Famed Investor: Makes you wonder whether Obama is ‘delusional’ or ‘lying’

Noted investor, free market advocate, and author Jim Rogers during an interview with Glenn Beck on Wednesday said the State of the Union address makes you wonder whether President Barack Obama is “delusional” or just a good liar.

Our “debt is physically impossible to pay off,” Rogers said after Beck asked whether the country has passed the point of no return. “We are the largest debtor nation in the history of the world.”

“If everybody paid 100 percent of their earnings as taxes, we still couldn’t pay it off,” he added.

The famed investor then turned his attention to the president’s statement that our economy is getting stronger.

“Mr. Obama said last night that everything is great,” Rogers said, much to Beck’s amusement. He added: “He said that everything is great and that the middle class is on the way back and everything is fine now.  I mean, the man is delusional. I was really afraid when I saw that,” he continued on a more serious note. “It’s delusional. It was frightening.”

“I don’t know if he believed it or if he was just lying,” Rogers added.

Click here for more with audio from The Blaze.

On the greater subject of future economy, Rogers asserts farming is the new growth industry.

“The average age of farmers in America is 58,” Rogers noted. “In Japan, it’s 66. In Canada, it’s the oldest in recorded history. In Australia, it’s 58. In 10 years, those guys will be 68 (if they’re still alive). Somebody has got to go into the fields.”

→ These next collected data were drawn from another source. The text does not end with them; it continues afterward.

// Copyright 2026 the Galley Authors
// SPDX-License-Identifier: Apache-2.0 OR MIT

use crate::tests::{cursor_at, editor, layout, loc, TestHost};
use crate::{Clipboard, CursorAction, InMemoryClipboard, MoveCursor, TextCommitKind};

#[test]
fn typing_inserts_at_the_cursor() {
    let mut ed = editor("ac");
    let layout = layout();
    let mut host = TestHost::multi_line();
    let mut drv = ed.driver(&layout, &mut host);
    drv.go_to(loc(0, 1));
    assert!(drv.type_char('b'));
    drop(drv);
    assert_eq!(ed.text(), "abc");
    assert_eq!(cursor_at(&ed), (0, 2));
    assert_eq!(host.changes, ["abc"]);
}

#[test]
fn typing_replaces_the_selection() {
    let mut ed = editor("hello");
    let layout = layout();
    let mut host = TestHost::multi_line();
    let mut drv = ed.driver(&layout, &mut host);
    drv.select_all();
    assert!(drv.type_char('x'));
    drop(drv);
    assert_eq!(ed.text(), "x");
    assert!(!ed.any_text_selected());
}

#[test]
fn control_characters_are_rejected() {
    let mut ed = editor("ab");
    let layout = layout();
    let mut host = TestHost::multi_line();
    let mut drv = ed.driver(&layout, &mut host);
    drv.go_to(loc(0, 2));
    assert!(!drv.type_char('\u{1}'));
    drop(drv);
    assert_eq!(ed.text(), "ab");
    assert!(host.changes.is_empty());
}

#[test]
fn tab_is_a_typeable_character() {
    let mut ed = editor("");
    let layout = layout();
    let mut host = TestHost::multi_line();
    let mut drv = ed.driver(&layout, &mut host);
    assert!(drv.type_char('\t'));
    drop(drv);
    assert_eq!(ed.text(), "\t");
}

#[test]
fn handle_character_swallows_tab_and_routes_backspace() {
    let mut ed = editor("ab");
    let layout = layout();
    let mut host = TestHost::multi_line();
    let mut drv = ed.driver(&layout, &mut host);
    drv.go_to(loc(0, 2));
    assert!(drv.handle_character('\u{8}'));
    drop(drv);
    assert_eq!(ed.text(), "a");
}

#[test]
fn backspace_removes_one_grapheme() {
    // "e" plus combining acute is a single grapheme cluster.
    let mut ed = editor("ae\u{301}");
    let layout = layout();
    let mut host = TestHost::multi_line();
    let mut drv = ed.driver(&layout, &mut host);
    drv.go_to(loc(0, 4));
    assert!(drv.backspace());
    drop(drv);
    assert_eq!(ed.text(), "a");
    assert_eq!(cursor_at(&ed), (0, 1));
}

#[test]
fn backspace_at_line_start_joins_with_the_previous_line() {
    let mut ed = editor("ab\ncd");
    let layout = layout();
    let mut host = TestHost::multi_line();
    let mut drv = ed.driver(&layout, &mut host);
    drv.go_to(loc(1, 0));
    assert!(drv.backspace());
    drop(drv);
    assert_eq!(ed.text(), "abcd");
    assert_eq!(cursor_at(&ed), (0, 2));
}

#[test]
fn backspace_at_document_start_does_nothing_to_the_text() {
    let mut ed = editor("ab");
    let layout = layout();
    let mut host = TestHost::multi_line();
    let mut drv = ed.driver(&layout, &mut host);
    drv.go_to(loc(0, 0));
    drv.backspace();
    drop(drv);
    assert_eq!(ed.text(), "ab");
    assert!(host.changes.is_empty());
}

#[test]
fn delete_removes_the_grapheme_under_the_cursor() {
    let mut ed = editor("abc");
    let layout = layout();
    let mut host = TestHost::multi_line();
    let mut drv = ed.driver(&layout, &mut host);
    drv.go_to(loc(0, 1));
    assert!(drv.delete());
    drop(drv);
    assert_eq!(ed.text(), "ac");
    assert_eq!(cursor_at(&ed), (0, 1));
}

#[test]
fn delete_on_an_empty_line_removes_the_line() {
    let mut ed = editor("ab\n\ncd");
    let layout = layout();
    let mut host = TestHost::multi_line();
    let mut drv = ed.driver(&layout, &mut host);
    drv.go_to(loc(1, 0));
    assert!(drv.delete());
    drop(drv);
    assert_eq!(ed.text(), "ab\ncd");
}

#[test]
fn delete_at_line_end_joins_with_the_next_line() {
    let mut ed = editor("ab\ncd");
    let layout = layout();
    let mut host = TestHost::multi_line();
    let mut drv = ed.driver(&layout, &mut host);
    drv.go_to(loc(0, 2));
    assert!(drv.delete());
    drop(drv);
    assert_eq!(ed.text(), "abcd");
    assert_eq!(cursor_at(&ed), (0, 2));
}

#[test]
fn deleting_a_multi_line_selection_joins_the_remnants() {
    let mut ed = editor("one\ntwo\nthree");
    let layout = layout();
    let mut host = TestHost::multi_line();
    let mut drv = ed.driver(&layout, &mut host);
    drv.go_to(loc(0, 1));
    drv.move_cursor(MoveCursor::to_point(
        peniko::kurbo::Point::new(20.0, 50.0),
        CursorAction::SelectText,
    ));
    assert!(drv.delete_selected_text());
    drop(drv);
    assert_eq!(ed.text(), "oree");
    assert_eq!(cursor_at(&ed), (0, 1));
}

#[test]
fn deleting_everything_leaves_one_empty_line() {
    let mut ed = editor("one\ntwo\nthree");
    let layout = layout();
    let mut host = TestHost::multi_line();
    let mut drv = ed.driver(&layout, &mut host);
    drv.select_all();
    assert!(drv.delete_selected_text());
    drop(drv);
    assert_eq!(ed.text(), "");
    assert_eq!(ed.document().line_count(), 1);
    assert_eq!(cursor_at(&ed), (0, 0));
}

#[test]
fn carriage_return_splits_the_line() {
    let mut ed = editor("abcd");
    let layout = layout();
    let mut host = TestHost::multi_line();
    let mut drv = ed.driver(&layout, &mut host);
    drv.go_to(loc(0, 2));
    assert!(drv.carriage_return());
    drop(drv);
    assert_eq!(ed.text(), "ab\ncd");
    assert_eq!(cursor_at(&ed), (1, 0));
}

#[test]
fn carriage_return_commits_in_a_single_line_editor() {
    let mut ed = editor("done");
    let layout = layout();
    let mut host = TestHost::single_line();
    let mut drv = ed.driver(&layout, &mut host);
    drv.go_to(loc(0, 2));
    assert!(drv.carriage_return());
    drop(drv);
    assert_eq!(ed.text(), "done");
    assert_eq!(
        host.commits,
        [("done".to_owned(), TextCommitKind::OnEnter)]
    );
}

#[test]
fn committing_can_select_all() {
    let mut ed = editor("done");
    let layout = layout();
    let mut host = TestHost::single_line();
    host.select_all_on_commit = true;
    let mut drv = ed.driver(&layout, &mut host);
    drv.carriage_return();
    drop(drv);
    assert_eq!(ed.selected_text().as_deref(), Some("done"));
}

#[test]
fn insert_text_splits_on_line_breaks() {
    let mut ed = editor("ab");
    let layout = layout();
    let mut host = TestHost::multi_line();
    let mut drv = ed.driver(&layout, &mut host);
    drv.go_to(loc(0, 1));
    assert!(drv.insert_text("x\ny"));
    drop(drv);
    assert_eq!(ed.text(), "ax\nyb");
    assert_eq!(cursor_at(&ed), (1, 1));
}

#[test]
fn single_line_editors_strip_line_breaks_from_inserted_text() {
    let mut ed = editor("ab");
    let layout = layout();
    let mut host = TestHost::single_line();
    let mut drv = ed.driver(&layout, &mut host);
    drv.go_to(loc(0, 1));
    drv.insert_text("x\ny");
    drop(drv);
    assert_eq!(ed.text(), "axyb");
}

#[test]
fn inserted_text_is_filtered_for_control_characters() {
    let mut ed = editor("");
    let layout = layout();
    let mut host = TestHost::multi_line();
    let mut drv = ed.driver(&layout, &mut host);
    drv.insert_text("a\u{1}b\u{7f}c");
    drop(drv);
    assert_eq!(ed.text(), "ab\u{7f}c");
}

#[test]
fn insert_replaces_the_selection() {
    let mut ed = editor("one two");
    let layout = layout();
    let mut host = TestHost::multi_line();
    let mut drv = ed.driver(&layout, &mut host);
    drv.select_word_at(peniko::kurbo::Point::new(5.0, 10.0));
    drv.insert_text("1");
    drop(drv);
    assert_eq!(ed.text(), "1 two");
}

#[test]
fn backspace_word_removes_back_to_the_word_start() {
    let mut ed = editor("one two");
    let layout = layout();
    let mut host = TestHost::multi_line();
    let mut drv = ed.driver(&layout, &mut host);
    drv.go_to(loc(0, 7));
    assert!(drv.backspace_word());
    drop(drv);
    assert_eq!(ed.text(), "one ");
    assert_eq!(cursor_at(&ed), (0, 4));
}

#[test]
fn delete_word_removes_forward_to_the_next_word_start() {
    let mut ed = editor("one two");
    let layout = layout();
    let mut host = TestHost::multi_line();
    let mut drv = ed.driver(&layout, &mut host);
    drv.go_to(loc(0, 0));
    assert!(drv.delete_word());
    drop(drv);
    assert_eq!(ed.text(), "two");
}

#[test]
fn read_only_editors_refuse_edits() {
    let mut ed = editor("ab");
    let layout = layout();
    let mut host = TestHost::multi_line();
    host.read_only = true;
    let mut drv = ed.driver(&layout, &mut host);
    assert!(!drv.type_char('x'));
    assert!(!drv.backspace());
    assert!(!drv.delete());
    assert!(!drv.carriage_return());
    assert!(!drv.insert_text("y"));
    drop(drv);
    assert_eq!(ed.text(), "ab");
    assert!(host.changes.is_empty());
}

#[test]
fn cut_copy_paste_roundtrip() {
    let mut ed = editor("one two");
    let layout = layout();
    let mut host = TestHost::multi_line();
    let mut clipboard = InMemoryClipboard::default();
    let mut drv = ed.driver(&layout, &mut host);
    drv.select_word_at(peniko::kurbo::Point::new(5.0, 10.0));
    assert!(drv.cut(&mut clipboard));
    assert_eq!(clipboard.text().as_deref(), Some("one"));
    drv.go_to(loc(0, 4));
    assert!(drv.paste(&mut clipboard));
    drop(drv);
    assert_eq!(ed.text(), " twoone");
}

#[test]
fn copy_leaves_the_text_alone() {
    let mut ed = editor("abc");
    let layout = layout();
    let mut host = TestHost::multi_line();
    let mut clipboard = InMemoryClipboard::default();
    let mut drv = ed.driver(&layout, &mut host);
    drv.select_all();
    assert!(drv.copy(&mut clipboard));
    drop(drv);
    assert_eq!(ed.text(), "abc");
    assert_eq!(clipboard.text().as_deref(), Some("abc"));
}

#[test]
fn password_fields_block_copy_and_cut() {
    let mut ed = editor("secret");
    let layout = layout();
    let mut host = TestHost::multi_line();
    host.password = true;
    let mut clipboard = InMemoryClipboard::default();
    let mut drv = ed.driver(&layout, &mut host);
    drv.select_all();
    assert!(!drv.copy(&mut clipboard));
    assert!(!drv.cut(&mut clipboard));
    drop(drv);
    assert_eq!(clipboard.text(), None);
    assert_eq!(ed.text(), "secret");
}

#[test]
fn copying_a_multi_line_selection_joins_with_newlines() {
    let mut ed = editor("ab\ncd");
    let layout = layout();
    let mut host = TestHost::multi_line();
    let mut clipboard = InMemoryClipboard::default();
    let mut drv = ed.driver(&layout, &mut host);
    drv.select_all();
    drv.copy(&mut clipboard);
    drop(drv);
    assert_eq!(clipboard.text().as_deref(), Some("ab\ncd"));
}

#[test]
fn escape_clears_the_selection_before_reverting() {
    let mut ed = editor("ab");
    let layout = layout();
    let mut host = TestHost::multi_line();
    host.revert_on_escape = true;
    let mut drv = ed.driver(&layout, &mut host);
    drv.insert_text("xy");
    drv.select_all();
    assert!(drv.handle_escape());
    drop(drv);
    assert!(!ed.any_text_selected());
    assert_eq!(ed.text(), "xyab");
}

#[test]
fn escape_reverts_to_the_original_text() {
    let mut ed = editor("ab");
    let layout = layout();
    let mut host = TestHost::multi_line();
    host.revert_on_escape = true;
    let mut drv = ed.driver(&layout, &mut host);
    drv.go_to(loc(0, 2));
    drv.insert_text("c");
    assert!(drv.handle_escape());
    drop(drv);
    assert_eq!(ed.text(), "ab");
    assert_eq!(
        host.commits,
        [("ab".to_owned(), TextCommitKind::OnCleared)]
    );
}

#[test]
fn escape_without_anything_to_do_is_unhandled() {
    let mut ed = editor("ab");
    let layout = layout();
    let mut host = TestHost::multi_line();
    let mut drv = ed.driver(&layout, &mut host);
    assert!(!drv.handle_escape());
}
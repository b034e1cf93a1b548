// Copyright 2026 the Galley Authors
// SPDX-License-Identifier: Apache-2.0 OR MIT

//! The seam to the visual layout engine.
//!
//! The editor never wraps, shapes or measures text itself; everything
//! geometric goes through [`VisualLayout`]. [`MonospaceLayout`] is a
//! deterministic fixed-grid implementation used by the tests and as a
//! reference for integrators.

use core::ops::Range;

use peniko::kurbo::{Point, Size};
use text_document::{Document, TextLocation};

use crate::boundary;

/// What a hit test landed on.
#[derive(Clone, Copy, Debug, PartialEq, Eq)]
pub enum TextHitPoint {
    /// A character cell, or the trailing edge of an unwrapped line.
    WithinText,
    /// The empty area right of a wrapped visual line. The reported
    /// location is the wrap offset, which doubles as the start of the next
    /// visual line; callers give the cursor upstream affinity to keep it
    /// on the earlier line.
    RightGutter,
}

/// Geometry provider for a laid-out document.
///
/// A visual line is one row of the layout: a hard document line, or one
/// wrapped segment of it. Implementations are queried against the same
/// document state the editor holds; coordinates are in layout-local space
/// before scrolling.
pub trait VisualLayout {
    /// The height of one visual line.
    fn line_height(&self) -> f64;

    /// The number of visual lines in the layout.
    fn visual_line_count(&self, document: &Document) -> usize;

    /// The index of the visual line containing `location`.
    ///
    /// At a wrap boundary the location belongs to the later visual line
    /// unless `upstream` is set.
    fn visual_line_index(
        &self,
        document: &Document,
        location: TextLocation,
        upstream: bool,
    ) -> usize;

    /// The document location under `point`, clamped into the text.
    fn hit_test(&self, document: &Document, point: Point) -> (TextLocation, TextHitPoint);

    /// The top-left corner of the caret cell for `location`.
    ///
    /// At a wrap boundary, `upstream` selects the trailing edge of the
    /// earlier visual line over the leading edge of the later one.
    fn location_point(&self, document: &Document, location: TextLocation, upstream: bool) -> Point;

    /// The size of the laid-out document.
    fn size(&self, document: &Document) -> Size;
}

/// A fixed-advance, fixed-line-height layout with optional wrapping at a
/// grapheme column.
///
/// Every grapheme cluster occupies one cell. This is not a substitute for
/// a shaping text engine, but it makes geometry assertions exact.
#[derive(Clone, Copy, Debug)]
pub struct MonospaceLayout {
    advance: f64,
    line_height: f64,
    wrap_column: Option<usize>,
}

impl Default for MonospaceLayout {
    fn default() -> Self {
        Self::new(10.0, 20.0)
    }
}

impl MonospaceLayout {
    /// Creates an unwrapped monospace layout.
    #[must_use]
    pub fn new(advance: f64, line_height: f64) -> Self {
        Self {
            advance,
            line_height,
            wrap_column: None,
        }
    }

    /// Wraps lines after `column` grapheme clusters.
    #[must_use]
    pub fn with_wrap_column(mut self, column: usize) -> Self {
        debug_assert!(column > 0, "wrap column must be positive");
        self.wrap_column = Some(column);
        self
    }

    /// The byte ranges of the visual segments of one line of text.
    ///
    /// Always yields at least one segment; an empty line is one empty
    /// segment.
    fn segments(&self, text: &str) -> Vec<Range<usize>> {
        let Some(column) = self.wrap_column else {
            return vec![0..text.len()];
        };
        let mut segments = Vec::new();
        let mut start = 0;
        loop {
            let rest = &text[start..];
            if boundary::grapheme_count(rest) <= column {
                segments.push(start..text.len());
                return segments;
            }
            let end = start + boundary::byte_of_grapheme(rest, column);
            segments.push(start..end);
            start = end;
        }
    }

    /// Flattens the document into (hard line index, segment range,
    /// is last segment of its line) rows.
    fn rows(&self, document: &Document) -> Vec<(usize, Range<usize>, bool)> {
        let mut rows = Vec::new();
        for (line_index, line) in document.lines().enumerate() {
            let segments = self.segments(line.text());
            let last = segments.len() - 1;
            for (segment_index, segment) in segments.into_iter().enumerate() {
                rows.push((line_index, segment, segment_index == last));
            }
        }
        rows
    }

    fn row_of_location(
        &self,
        document: &Document,
        location: TextLocation,
        upstream: bool,
    ) -> usize {
        let rows = self.rows(document);
        let mut fallback = rows.len() - 1;
        for (row, (line, segment, is_last)) in rows.iter().enumerate() {
            if *line != location.line() {
                continue;
            }
            fallback = row;
            let offset = location.offset();
            if offset < segment.end
                || (offset == segment.end && (*is_last || upstream))
            {
                return row;
            }
        }
        fallback
    }
}

impl VisualLayout for MonospaceLayout {
    fn line_height(&self) -> f64 {
        self.line_height
    }

    fn visual_line_count(&self, document: &Document) -> usize {
        self.rows(document).len()
    }

    fn visual_line_index(
        &self,
        document: &Document,
        location: TextLocation,
        upstream: bool,
    ) -> usize {
        self.row_of_location(document, location, upstream)
    }

    fn hit_test(&self, document: &Document, point: Point) -> (TextLocation, TextHitPoint) {
        let rows = self.rows(document);
        let row_index = if point.y < 0.0 {
            0
        } else {
            #[expect(
                clippy::cast_possible_truncation,
                reason = "row index is clamped to the row count"
            )]
            let raw = (point.y / self.line_height) as usize;
            raw.min(rows.len() - 1)
        };
        let (line, segment, is_last) = rows[row_index].clone();
        let text = document.line_text(line).unwrap_or_default();
        let segment_text = &text[segment.clone()];

        #[expect(
            clippy::cast_possible_truncation,
            reason = "column is clamped to the segment's grapheme count"
        )]
        let column = (point.x.max(0.0) / self.advance).round() as usize;
        let cells = boundary::grapheme_count(segment_text);
        if column >= cells {
            let hit = if is_last {
                TextHitPoint::WithinText
            } else {
                TextHitPoint::RightGutter
            };
            return (TextLocation::new(line, segment.end), hit);
        }
        let offset = segment.start + boundary::byte_of_grapheme(segment_text, column);
        (TextLocation::new(line, offset), TextHitPoint::WithinText)
    }

    fn location_point(&self, document: &Document, location: TextLocation, upstream: bool) -> Point {
        let row_index = self.row_of_location(document, location, upstream);
        let (line, segment, _) = self.rows(document)[row_index].clone();
        let text = document.line_text(line).unwrap_or_default();
        let offset = location.offset().clamp(segment.start, segment.end);
        let column = boundary::grapheme_index_of_byte(&text[segment.clone()], offset - segment.start);
        Point::new(
            column as f64 * self.advance,
            row_index as f64 * self.line_height,
        )
    }

    fn size(&self, document: &Document) -> Size {
        let rows = self.rows(document);
        let mut max_cells = 0;
        for (line, segment, _) in &rows {
            let text = document.line_text(*line).unwrap_or_default();
            max_cells = max_cells.max(boundary::grapheme_count(&text[segment.clone()]));
        }
        Size::new(
            max_cells as f64 * self.advance,
            rows.len() as f64 * self.line_height,
        )
    }
}
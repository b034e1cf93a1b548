// Copyright 2026 the Galley Authors
// SPDX-License-Identifier: Apache-2.0 OR MIT

//! Cursor state and movement requests.

use peniko::kurbo::Point;
use text_document::{Document, TextLocation};

use crate::boundary;

/// Whether the cursor associates with the text before or after it.
///
/// A cursor at the boundary between two visual lines (the end of a wrapped
/// segment and the start of the next) is ambiguous: `Upstream` keeps it
/// with the preceding text, `Downstream` with the following text.
#[derive(Clone, Copy, Debug, Default, PartialEq, Eq)]
pub enum Affinity {
    /// The cursor sits before the character at its location.
    #[default]
    Downstream,
    /// The cursor sits after the character preceding its location.
    Upstream,
}

/// The cursor: an interaction location plus its visual affinity.
///
/// The interaction location is where editing happens (insertions land
/// there, backspace removes the grapheme before it). The literal location,
/// used for caret placement, steps one grapheme back when the affinity is
/// `Upstream`.
#[derive(Clone, Copy, Debug, Default, PartialEq, Eq)]
pub struct CursorInfo {
    location: TextLocation,
    affinity: Affinity,
}

impl CursorInfo {
    /// A cursor at the start of the document.
    #[must_use]
    pub fn new() -> Self {
        Self::default()
    }

    /// The location edits interact with.
    #[must_use]
    #[inline]
    pub fn location(&self) -> TextLocation {
        self.location
    }

    /// The cursor's visual affinity.
    #[must_use]
    #[inline]
    pub fn affinity(&self) -> Affinity {
        self.affinity
    }

    /// The location the caret is drawn from.
    ///
    /// For an upstream cursor this is the start of the grapheme preceding
    /// the interaction location.
    #[must_use]
    pub fn literal_location(&self, document: &Document) -> TextLocation {
        match self.affinity {
            Affinity::Downstream => self.location,
            Affinity::Upstream => {
                let text = document
                    .line_text(self.location.line())
                    .unwrap_or_default();
                let offset = boundary::prev_grapheme_boundary(text, self.location.offset())
                    .unwrap_or_default();
                self.location.with_offset(offset)
            }
        }
    }

    /// Places the cursor at `location`, inferring the affinity.
    ///
    /// A location at the end of a non-empty line becomes upstream so the
    /// caret is drawn at the end of that line rather than the start of the
    /// next visual line.
    pub fn set_location(&mut self, document: &Document, location: TextLocation) {
        let location = document.clamp_location(location);
        let line_len = document
            .line_text(location.line())
            .map_or(0, str::len);
        self.affinity = if location.offset() > 0 && location.offset() == line_len {
            Affinity::Upstream
        } else {
            Affinity::Downstream
        };
        self.location = location;
    }

    /// Places the cursor at `location` with an explicit affinity.
    pub fn set_location_with_affinity(&mut self, location: TextLocation, affinity: Affinity) {
        self.location = location;
        self.affinity = affinity;
    }

    /// The cursor as captured in an undo state: same interaction location,
    /// affinity reset to downstream.
    #[must_use]
    pub fn for_undo(&self) -> Self {
        Self {
            location: self.location,
            affinity: Affinity::Downstream,
        }
    }
}

/// A cardinal movement direction.
#[derive(Clone, Copy, Debug, PartialEq, Eq)]
pub enum Movement {
    /// Toward the start of the line.
    Left,
    /// Toward the end of the line.
    Right,
    /// To the previous visual line.
    Up,
    /// To the next visual line.
    Down,
}

/// How far a horizontal movement travels.
#[derive(Clone, Copy, Debug, PartialEq, Eq)]
pub enum Granularity {
    /// One grapheme cluster.
    Character,
    /// To the next word start.
    Word,
}

/// Whether a movement relocates the cursor or extends the selection.
#[derive(Clone, Copy, Debug, PartialEq, Eq)]
pub enum CursorAction {
    /// Move the cursor, discarding any selection.
    MoveCursor,
    /// Keep (or start) a selection anchored at the pre-move cursor.
    SelectText,
}

#[derive(Clone, Copy, Debug, PartialEq)]
pub(crate) enum MoveMethod {
    Cardinal {
        movement: Movement,
        granularity: Granularity,
    },
    Position {
        point: Point,
    },
}

/// A cursor movement request.
#[derive(Clone, Copy, Debug, PartialEq)]
pub struct MoveCursor {
    pub(crate) method: MoveMethod,
    pub(crate) action: CursorAction,
}

impl MoveCursor {
    /// A movement in a cardinal direction.
    #[must_use]
    pub fn cardinal(movement: Movement, granularity: Granularity, action: CursorAction) -> Self {
        Self {
            method: MoveMethod::Cardinal {
                movement,
                granularity,
            },
            action,
        }
    }

    /// A movement to the location under a point, as from a pointer event.
    #[must_use]
    pub fn to_point(point: Point, action: CursorAction) -> Self {
        Self {
            method: MoveMethod::Position { point },
            action,
        }
    }

    /// Whether this request extends the selection.
    #[must_use]
    pub fn is_selecting(&self) -> bool {
        self.action == CursorAction::SelectText
    }
}
// Copyright 2026 the Galley Authors
// SPDX-License-Identifier: Apache-2.0 OR MIT

//! The clipboard seam.

/// Plain-text clipboard access.
///
/// The editor only moves plain text through the clipboard; rich formats
/// are the integrator's concern.
pub trait Clipboard {
    /// Replaces the clipboard contents.
    fn set_text(&mut self, text: &str);

    /// The current clipboard contents, if any.
    fn text(&self) -> Option<String>;
}

/// A process-local clipboard, for tests and headless hosts.
#[derive(Clone, Debug, Default)]
pub struct InMemoryClipboard {
    contents: Option<String>,
}

impl Clipboard for InMemoryClipboard {
    fn set_text(&mut self, text: &str) {
        self.contents = Some(text.to_owned());
    }

    fn text(&self) -> Option<String> {
        self.contents.clone()
    }
}
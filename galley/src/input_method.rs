// Copyright 2026 the Galley Authors
// SPDX-License-Identifier: Apache-2.0 OR MIT

//! Types for the input-method surface.
//!
//! IME systems address the document as one flat string (hard lines joined
//! with `\n`); everything here is in flat byte offsets. The methods
//! themselves live on [`TextEditorDriver`](crate::TextEditorDriver), which
//! has the layout and host at hand.

use core::ops::Range;

/// Which end of the selection the IME considers the caret.
#[derive(Clone, Copy, Debug, PartialEq, Eq)]
pub enum CaretPosition {
    /// The caret is at the beginning of the selection.
    Beginning,
    /// The caret is at the end of the selection.
    Ending,
}

/// The selection as reported to the IME, in flat byte offsets.
#[derive(Clone, Copy, Debug, PartialEq, Eq)]
pub struct ImeSelection {
    /// Flat byte offset of the selection start.
    pub begin: usize,
    /// Byte length of the selection.
    pub len: usize,
    /// Which end holds the caret.
    pub caret: CaretPosition,
}

/// The active composition, tracked in flat byte offsets so the IME's view
/// of the document and ours stay aligned.
#[derive(Clone, Debug, Default, PartialEq, Eq)]
pub(crate) struct CompositionState {
    active: bool,
    range: Range<usize>,
}

impl CompositionState {
    pub(crate) fn is_active(&self) -> bool {
        self.active
    }

    pub(crate) fn range(&self) -> Range<usize> {
        self.range.clone()
    }

    pub(crate) fn begin(&mut self, range: Range<usize>) {
        self.active = true;
        self.range = range;
    }

    pub(crate) fn set_range(&mut self, range: Range<usize>) {
        debug_assert!(self.active, "composition range set while inactive");
        self.range = range;
    }

    pub(crate) fn end(&mut self) {
        self.active = false;
        self.range = 0..0;
    }
}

“More people in America study public relations than study agriculture,” he added. “We don’t have any farmers coming up.”

Something remarkable is happening right now in the value of U.S. cropland, according to bankers surveyed in the latest report from the Kansas City Fed.

“Farm income and land values were boosted by high crop prices and high crop insurance payments. In North and South Dakota, land lease revenue increased thanks to the region’s energy deposits,” Business Insider notes.

“Bankers in the Corn Belt and Central Plains reported strong annual increases.  Meanwhile in Texas, where growing conditions were poor, farmland values increased a modest 2.6 percent year-over-year,” the report adds.